Melton Protégé Pleads

Mayor Frank Melton says he will be waiting for Michael Taylor to get out of prison, probably before he is 21. "He is too good of a kid to give up on," Melton told The Clarion-Ledger last week. "I will be there for him when he gets out." Currently, Melton is refusing to speak to the Jackson Free Press.

In a plea agreement agreed to by all parties, Judge Swan Yerger has sentenced Melton's young mentee, now 18, to 10 years in prison with seven years suspended for armed car jacking and extortion. That means that Taylor has three years to serve and could be out of prison in less than two years for stealing a young woman's car in 2006 at Bailey Avenue and Maple Street, and then trying to sell it back to her for $300, using her cell phone that he found in the car.

Taylor, once a member of the mayor's controversial "lawn crew" of young men paid by the city to clean up vacant lots and help tear down abandoned houses and suspected drug dens, has a complicated history both with Melton and the criminal-justice system. Along with his friend Fredrica Brunson (aka Jermaine Butler), Taylor has spent a great deal of time in Melton's home at 2 Carter's Grove, listing the address on arrest reports as his home address.

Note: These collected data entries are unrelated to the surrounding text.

use std::fmt;
use std::time::{Duration, SystemTime, UNIX_EPOCH};

use serde::{
    de::{Deserialize, Deserializer},
    ser::{Serialize, Serializer},
};

use crate::extended::{deserialize_extended, serialize_extended, Embedded};
use crate::marker::ElementType;

/// UTC datetime: signed milliseconds since the UNIX epoch.
#[derive(Copy, Clone, Debug, Default, PartialEq, Eq, PartialOrd, Ord, Hash)]
pub struct DateTime(i64);

impl DateTime {
    pub const MIN: DateTime = DateTime(i64::MIN);
    pub const MAX: DateTime = DateTime(i64::MAX);

    pub fn from_millis(millis: i64) -> DateTime {
        DateTime(millis)
    }

    pub fn timestamp_millis(&self) -> i64 {
        self.0
    }

    pub fn now() -> DateTime {
        DateTime::from_system_time(SystemTime::now())
    }

    /// Convert from a `SystemTime`, saturating at the representable range and truncating
    /// sub-millisecond precision toward negative infinity.
    pub fn from_system_time(time: SystemTime) -> DateTime {
        match time.duration_since(UNIX_EPOCH) {
            Ok(d) => DateTime(i64::try_from(d.as_millis()).unwrap_or(i64::MAX)),
            Err(e) => {
                let d = e.duration();
                let millis = i64::try_from(d.as_millis()).unwrap_or(i64::MAX);
                let rounding = if d.subsec_nanos() % 1_000_000 != 0 { 1 } else { 0 };
                DateTime(millis.saturating_neg().saturating_sub(rounding))
            }
        }
    }

    /// Convert to a `SystemTime`. Returns `None` if the platform can't represent the instant.
    pub fn to_system_time(&self) -> Option<SystemTime> {
        if self.0 >= 0 {
            UNIX_EPOCH.checked_add(Duration::from_millis(self.0 as u64))
        } else {
            UNIX_EPOCH.checked_sub(Duration::from_millis(self.0.unsigned_abs()))
        }
    }
}

impl From<SystemTime> for DateTime {
    fn from(time: SystemTime) -> Self {
        DateTime::from_system_time(time)
    }
}

impl fmt::Display for DateTime {
    fn fmt(&self, f: &mut fmt::Formatter) -> fmt::Result {
        write!(f, "DateTime({})", self.0)
    }
}

impl Serialize for DateTime {
    fn serialize<S: Serializer>(&self, serializer: S) -> Result<S::Ok, S::Error> {
        serialize_extended(serializer, ElementType::DateTime, &self.0.to_le_bytes())
    }
}

impl<'de> Deserialize<'de> for DateTime {
    fn deserialize<D: Deserializer<'de>>(deserializer: D) -> Result<Self, D::Error> {
        match deserialize_extended(deserializer, "DateTime")? {
            Embedded::DateTime(v) => Ok(v),
            other => Err(serde::de::Error::custom(format!(
                "expected DateTime, got {}",
                other.element_type()
            ))),
        }
    }
}
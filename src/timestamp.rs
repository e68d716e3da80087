use std::fmt;

use serde::{
    de::{Deserialize, Deserializer},
    ser::{Serialize, Serializer},
};

use crate::error::{Error, Result};
use crate::extended::{deserialize_extended, serialize_extended, Embedded};
use crate::marker::ElementType;

/// BSON internal timestamp, as used by replication oplogs.
///
/// On the wire this is 8 bytes: the increment as a little-endian u32, then the seconds as a
/// little-endian u32. Read together as a little-endian u64, the seconds are the high word, so
/// ordering by `(time, increment)` matches ordering by the raw u64.
#[derive(Copy, Clone, Debug, Default, PartialEq, Eq, PartialOrd, Ord, Hash)]
pub struct Timestamp {
    /// Seconds since the UNIX epoch.
    pub time: u32,
    /// Ordinal for operations within the same second.
    pub increment: u32,
}

impl Timestamp {
    pub fn new(time: u32, increment: u32) -> Timestamp {
        Timestamp { time, increment }
    }

    pub fn from_u64(v: u64) -> Timestamp {
        Timestamp {
            time: (v >> 32) as u32,
            increment: v as u32,
        }
    }

    pub fn as_u64(&self) -> u64 {
        ((self.time as u64) << 32) | self.increment as u64
    }

    /// Encode the 8 payload bytes onto a vector.
    pub fn encode_vec(&self, vec: &mut Vec<u8>) {
        vec.extend_from_slice(&self.increment.to_le_bytes());
        vec.extend_from_slice(&self.time.to_le_bytes());
    }

    pub fn to_bytes(&self) -> [u8; 8] {
        self.as_u64().to_le_bytes()
    }
}

impl TryFrom<&[u8]> for Timestamp {
    type Error = Error;

    fn try_from(value: &[u8]) -> Result<Self> {
        let raw: [u8; 8] = value.try_into().map_err(|_| {
            Error::BadEncode(format!("Timestamp must be 8 bytes, got {}", value.len()))
        })?;
        Ok(Timestamp::from_u64(u64::from_le_bytes(raw)))
    }
}

impl fmt::Display for Timestamp {
    fn fmt(&self, f: &mut fmt::Formatter) -> fmt::Result {
        write!(f, "Timestamp({}, {})", self.time, self.increment)
    }
}

impl Serialize for Timestamp {
    fn serialize<S: Serializer>(&self, serializer: S) -> Result<S::Ok, S::Error> {
        serialize_extended(serializer, ElementType::Timestamp, &self.to_bytes())
    }
}

impl<'de> Deserialize<'de> for Timestamp {
    fn deserialize<D: Deserializer<'de>>(deserializer: D) -> Result<Self, D::Error> {
        match deserialize_extended(deserializer, "Timestamp")? {
            Embedded::Timestamp(v) => Ok(v),
            other => Err(serde::de::Error::custom(format!(
                "expected Timestamp, got {}",
                other.element_type()
            ))),
        }
    }
}

#[cfg(test)]
mod test {
    use super::*;

    #[test]
    fn wire_bytes() {
        let ts = Timestamp::new(200, 100);
        let mut enc = Vec::new();
        ts.encode_vec(&mut enc);
        assert_eq!(enc, vec![100, 0, 0, 0, 200, 0, 0, 0]);
        assert_eq!(ts.to_bytes().to_vec(), enc);
        assert_eq!(Timestamp::try_from(&enc[..]).unwrap(), ts);
    }

    #[test]
    fn ordering() {
        let a = Timestamp::new(1, 500);
        let b = Timestamp::new(2, 0);
        assert!(a < b);
        assert!(a.as_u64() < b.as_u64());
        assert_eq!(Timestamp::from_u64(b.as_u64()), b);
    }

    #[test]
    fn not_enough_bytes() {
        assert!(Timestamp::try_from(&[0u8; 7][..]).is_err());
    }
}
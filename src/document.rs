//! Ordered BSON documents.
//!
//! A [`Document`] keeps its fields in insertion order, which is also wire order. It's the
//! reference model the codec round-trips against: [`Document::to_vec`] drives a
//! [`Writer`](crate::Writer) and [`Document::from_slice`] drives a [`Reader`](crate::Reader).
//!
//! [`Documents`] reads a stream of documents written back to back, as found in dump files.

use std::io::{Read, Write};
use std::ops::Index;

use serde::{
    de::{Deserialize, Deserializer, MapAccess, Visitor},
    ser::{Serialize, SerializeMap, Serializer},
};

use crate::{
    config::ReaderConfig,
    error::{Error, Result},
    extended::EXT_NAME,
    reader::Reader,
    sink::Buffered,
    source::{Source, Streamed},
    value::{Value, NULL},
    writer::Writer,
};

/// Build a [`Document`] from `name => value` pairs. Values go through `Into<Value>`.
///
/// ```
/// # use bson_stream::*;
/// let doc = doc! {
///     "n" => 42i32,
///     "s" => "hi",
///     "inner" => doc! { "ok" => true },
/// };
/// assert_eq!(doc["inner"]["ok"], Value::Boolean(true));
/// ```
#[macro_export]
macro_rules! doc {
    () => {
        $crate::Document::new()
    };
    ($($name:expr => $value:expr),+ $(,)?) => {{
        let mut doc = $crate::Document::new();
        $(
            doc.push($name, $value);
        )+
        doc
    }};
}

/// An ordered list of named values.
#[derive(Clone, Debug, Default, PartialEq)]
pub struct Document {
    pub(crate) entries: Vec<(String, Value)>,
}

impl Document {
    pub fn new() -> Self {
        Self::default()
    }

    pub fn with_capacity(capacity: usize) -> Self {
        Self {
            entries: Vec::with_capacity(capacity),
        }
    }

    pub fn len(&self) -> usize {
        self.entries.len()
    }

    pub fn is_empty(&self) -> bool {
        self.entries.is_empty()
    }

    /// Append a field, even if one with the same name already exists.
    pub fn push(&mut self, name: impl Into<String>, value: impl Into<Value>) {
        self.entries.push((name.into(), value.into()));
    }

    /// Set a field. An existing field of the same name keeps its position and has its old value
    /// returned; otherwise the field is appended.
    pub fn insert(&mut self, name: impl Into<String>, value: impl Into<Value>) -> Option<Value> {
        let name = name.into();
        let value = value.into();
        match self.entries.iter_mut().find(|(n, _)| *n == name) {
            Some((_, old)) => Some(std::mem::replace(old, value)),
            None => {
                self.entries.push((name, value));
                None
            }
        }
    }

    /// First field with the given name.
    pub fn get(&self, name: &str) -> Option<&Value> {
        self.entries.iter().find(|(n, _)| n == name).map(|(_, v)| v)
    }

    pub fn get_mut(&mut self, name: &str) -> Option<&mut Value> {
        self.entries
            .iter_mut()
            .find(|(n, _)| n == name)
            .map(|(_, v)| v)
    }

    pub fn contains_key(&self, name: &str) -> bool {
        self.get(name).is_some()
    }

    /// Remove the first field with the given name.
    pub fn remove(&mut self, name: &str) -> Option<Value> {
        let index = self.entries.iter().position(|(n, _)| n == name)?;
        Some(self.entries.remove(index).1)
    }

    pub fn iter(&self) -> impl Iterator<Item = (&str, &Value)> {
        self.entries.iter().map(|(n, v)| (n.as_str(), v))
    }

    pub fn keys(&self) -> impl Iterator<Item = &str> {
        self.entries.iter().map(|(n, _)| n.as_str())
    }

    pub fn values(&self) -> impl Iterator<Item = &Value> {
        self.entries.iter().map(|(_, v)| v)
    }

    /// Decode a document that must fill `buf` exactly.
    pub fn from_slice(buf: &[u8]) -> Result<Document> {
        Self::from_slice_with_config(buf, ReaderConfig::default())
    }

    pub fn from_slice_with_config(buf: &[u8], config: ReaderConfig) -> Result<Document> {
        let mut reader = Reader::with_config(buf, config);
        let doc = reader
            .read_document()?
            .ok_or_else(|| Error::framing(0, "Expected a document, found no bytes"))?;
        if !reader.remaining().is_empty() {
            return Err(Error::framing(
                reader.position(),
                format!("{} bytes left over after the document", reader.remaining().len()),
            ));
        }
        Ok(doc)
    }

    /// Read one document from a byte stream. Only the document's own bytes are consumed.
    pub fn from_reader<R: Read>(reader: R) -> Result<Document> {
        Reader::new(Streamed::new(reader))
            .read_document()?
            .ok_or_else(|| Error::framing(0, "Expected a document, found no bytes"))
    }

    pub fn to_vec(&self) -> Result<Vec<u8>> {
        let mut writer = Writer::new(Vec::new());
        writer.write_document(self)?;
        writer.finish()
    }

    /// Encode onto any writer. The whole document is staged first, so the writer sees a
    /// single complete write.
    pub fn to_writer<W: Write>(&self, writer: W) -> Result<()> {
        let mut writer = Writer::new(Buffered::new(writer));
        writer.write_document(self)?;
        writer.finish()?;
        Ok(())
    }
}

impl Index<&str> for Document {
    type Output = Value;

    fn index(&self, index: &str) -> &Self::Output {
        self.get(index).unwrap_or(&NULL)
    }
}

impl<K: Into<String>, V: Into<Value>> FromIterator<(K, V)> for Document {
    fn from_iter<T: IntoIterator<Item = (K, V)>>(iter: T) -> Self {
        let mut doc = Document::new();
        for (k, v) in iter {
            doc.push(k, v);
        }
        doc
    }
}

impl<K: Into<String>, V: Into<Value>> Extend<(K, V)> for Document {
    fn extend<T: IntoIterator<Item = (K, V)>>(&mut self, iter: T) {
        for (k, v) in iter {
            self.push(k, v);
        }
    }
}

impl IntoIterator for Document {
    type Item = (String, Value);
    type IntoIter = std::vec::IntoIter<(String, Value)>;

    fn into_iter(self) -> Self::IntoIter {
        self.entries.into_iter()
    }
}

impl Serialize for Document {
    fn serialize<S: Serializer>(&self, serializer: S) -> Result<S::Ok, S::Error> {
        let mut map = serializer.serialize_map(Some(self.entries.len()))?;
        for (k, v) in self.entries.iter() {
            map.serialize_entry(k, v)?;
        }
        map.end()
    }
}

impl<'de> Deserialize<'de> for Document {
    fn deserialize<D: Deserializer<'de>>(deserializer: D) -> Result<Self, D::Error> {
        struct DocVisitor;
        impl<'de> Visitor<'de> for DocVisitor {
            type Value = Document;

            fn expecting(&self, fmt: &mut std::fmt::Formatter) -> std::fmt::Result {
                fmt.write_str("a BSON document")
            }

            fn visit_map<A: MapAccess<'de>>(self, mut access: A) -> Result<Document, A::Error> {
                let mut doc = match access.size_hint() {
                    Some(size) => Document::with_capacity(size.min(4096)),
                    None => Document::new(),
                };
                while let Some(key) = access.next_key::<String>()? {
                    if key == EXT_NAME {
                        return Err(serde::de::Error::custom(
                            "expected a BSON document, got an extended value",
                        ));
                    }
                    let val = access.next_value::<Value>()?;
                    doc.push(key, val);
                }
                Ok(doc)
            }
        }
        deserializer.deserialize_map(DocVisitor)
    }
}

/// Iterator over top-level documents laid end to end in one source.
///
/// Stops after the first error.
#[derive(Debug)]
pub struct Documents<S> {
    reader: Reader<S>,
    done: bool,
}

impl<S: Source> Documents<S> {
    pub fn new(source: S) -> Self {
        Self::with_config(source, ReaderConfig::default())
    }

    pub fn with_config(source: S, config: ReaderConfig) -> Self {
        Self {
            reader: Reader::with_config(source, config),
            done: false,
        }
    }

    /// Byte offset of the next document.
    pub fn position(&self) -> u64 {
        self.reader.position()
    }
}

impl<S: Source> Iterator for Documents<S> {
    type Item = Result<Document>;

    fn next(&mut self) -> Option<Self::Item> {
        if self.done {
            return None;
        }
        self.reader.rearm();
        match self.reader.read_document() {
            Ok(Some(doc)) => Some(Ok(doc)),
            Ok(None) => {
                self.done = true;
                None
            }
            Err(e) => {
                self.done = true;
                Some(Err(e))
            }
        }
    }
}

#[cfg(test)]
mod test {
    use super::*;
    use crate::{
        binary::Binary, datetime::DateTime, extended::CodeWithScope, object_id::ObjectId,
        pattern::Regex, timestamp::Timestamp,
    };
    use rand::prelude::*;

    fn every_type() -> Document {
        doc! {
            "double" => 3.25f64,
            "string" => "héllo",
            "doc" => doc! { "a" => 1i32, "b" => doc!{} },
            "array" => vec![Value::from(1i32), Value::from("two"), Value::Array(vec![])],
            "binary" => Binary::new(Binary::UUID, vec![1u8; 16]),
            "old_binary" => Binary::new(Binary::BINARY_OLD, vec![2, 3]),
            "oid" => ObjectId::from_parts(100, 200, 300, 400),
            "bool" => false,
            "date" => DateTime::from_millis(1_600_000_000_000),
            "null" => Value::Null,
            "regex" => Regex::new("^x", "ims").unwrap(),
            "js" => Value::JavaScript("f()".into()),
            "jws" => CodeWithScope::new("g()", doc! { "v" => "scope" }),
            "symbol" => Value::Symbol("sym".into()),
            "int32" => i32::MIN,
            "timestamp" => Timestamp::new(1, 2),
            "int64" => i64::MAX,
            "min" => Value::MinKey,
            "max" => Value::MaxKey,
        }
    }

    #[test]
    fn roundtrip_every_type() {
        let doc = every_type();
        let enc = doc.to_vec().unwrap();
        assert_eq!(Document::from_slice(&enc).unwrap(), doc);
    }

    #[test]
    fn field_order_and_duplicates() {
        let doc = doc! { "z" => 1i32, "a" => 2i32, "z" => 3i32 };
        let dec = Document::from_slice(&doc.to_vec().unwrap()).unwrap();
        assert_eq!(dec.keys().collect::<Vec<_>>(), vec!["z", "a", "z"]);
        assert_eq!(dec["z"], Value::Int32(1));
    }

    #[test]
    fn insert_and_remove() {
        let mut doc = doc! { "a" => 1i32, "b" => 2i32 };
        assert_eq!(doc.insert("a", 5i32), Some(Value::Int32(1)));
        assert_eq!(doc.insert("c", 6i32), None);
        assert_eq!(doc.keys().collect::<Vec<_>>(), vec!["a", "b", "c"]);
        assert_eq!(doc.remove("b"), Some(Value::Int32(2)));
        assert!(!doc.contains_key("b"));
        assert_eq!(doc.len(), 2);
    }

    #[test]
    fn trailing_bytes() {
        let mut enc = doc! { "a" => 1i32 }.to_vec().unwrap();
        enc.push(0);
        assert!(matches!(Document::from_slice(&enc), Err(Error::Framing { .. })));
        assert!(Document::from_slice(&[]).is_err());
    }

    #[test]
    fn writer_and_reader_streams() {
        let doc = every_type();
        let mut out = Vec::new();
        doc.to_writer(&mut out).unwrap();
        assert_eq!(out, doc.to_vec().unwrap());
        assert_eq!(Document::from_reader(&out[..]).unwrap(), doc);
    }

    #[test]
    fn concatenated() {
        let mut stream = Vec::new();
        for i in 0..3i32 {
            stream.extend(doc! { "i" => i }.to_vec().unwrap());
        }
        let docs: Vec<Document> = Documents::new(&stream[..])
            .collect::<Result<_>>()
            .unwrap();
        assert_eq!(docs.len(), 3);
        assert_eq!(docs[2]["i"], Value::Int32(2));

        stream.extend_from_slice(&[9, 0, 0]);
        let mut docs = Documents::new(&stream[..]);
        for _ in 0..3 {
            assert!(docs.next().unwrap().is_ok());
        }
        assert!(docs.next().unwrap().is_err());
        assert!(docs.next().is_none());
    }

    #[test]
    fn deep_nesting() {
        let mut value = Value::from(1i32);
        for i in 0..1000 {
            value = if i % 2 == 0 {
                Value::Document(doc! { "d" => value })
            } else {
                Value::Array(vec![value])
            };
        }
        let doc = doc! { "root" => value };
        let enc = doc.to_vec().unwrap();
        let dec = Document::from_slice(&enc).unwrap();
        assert_eq!(dec, doc);
    }

    fn random_value<R: Rng>(rng: &mut R, depth: usize) -> Value {
        let max = if depth == 0 { 10 } else { 12 };
        match rng.gen_range(0..max) {
            0 => Value::Double(rng.gen::<f64>() * 1e6),
            1 => Value::String((0..rng.gen_range(0..8)).map(|_| rng.gen::<char>()).collect()),
            2 => Value::Boolean(rng.gen()),
            3 => Value::Null,
            4 => Value::Int32(rng.gen()),
            5 => Value::Int64(rng.gen()),
            6 => Value::ObjectId(ObjectId::from_bytes(rng.gen())),
            7 => {
                let len = rng.gen_range(0..10);
                Value::Binary(Binary::new(rng.gen(), (0..len).map(|_| rng.gen()).collect()))
            }
            8 => Value::Timestamp(Timestamp::new(rng.gen(), rng.gen())),
            9 => Value::DateTime(DateTime::from_millis(rng.gen())),
            10 => Value::Document(random_document(rng, depth - 1)),
            _ => {
                let len = rng.gen_range(0..5);
                Value::Array((0..len).map(|_| random_value(rng, depth - 1)).collect())
            }
        }
    }

    fn random_document<R: Rng>(rng: &mut R, depth: usize) -> Document {
        (0..rng.gen_range(0..6))
            .map(|i| (format!("f{}", i), random_value(rng, depth)))
            .collect()
    }

    #[test]
    fn random_roundtrip() {
        let mut rng = StdRng::seed_from_u64(0x5eed);
        for _ in 0..200 {
            let doc = random_document(&mut rng, 4);
            let enc = doc.to_vec().unwrap();
            let len = i32::from_le_bytes([enc[0], enc[1], enc[2], enc[3]]) as usize;
            assert_eq!(len, enc.len());
            assert_eq!(enc[len - 1], 0);
            assert_eq!(Document::from_slice(&enc).unwrap(), doc);
        }
    }
}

In June 2006, then-District Attorney Faye Peterson caught Taylor on camera at a Father's Day barbeque at Melton's home, where he had been staying even as police offi cers and top cop brass frequented the home. At the time, he was wanted for the Dec. 4, 2005, armed robbery of Headliner's Barber Shop along with Brunson. The sheriff sent deputies to arrest Taylor on Pleasant Avenue where he hung out, but Melton and his bodyguards drove away with Taylor in his black Tahoe, leaving the deputies in the street. Sheriff McMillin then called Melton and threatened to arrest him Melton next if he did not deliver Taylor. Melton delivered Taylor.

Two months later, Taylor was part of Melton's entourage of officers and young men who destroyed a Ridgeway Street duplex with sledgehammers and then went to the Upper Level nightclub, where manager Tonarri Moore says young men got off the Mobile Command Center and beat him while he was in handcuffs, as they were yelling about being from Wood Street. Melton was originally charged with directing a minor to commit a felony, among other charges. Terms of his bond forbade him to supervise minors--a restriction that was later lifted by a different judge.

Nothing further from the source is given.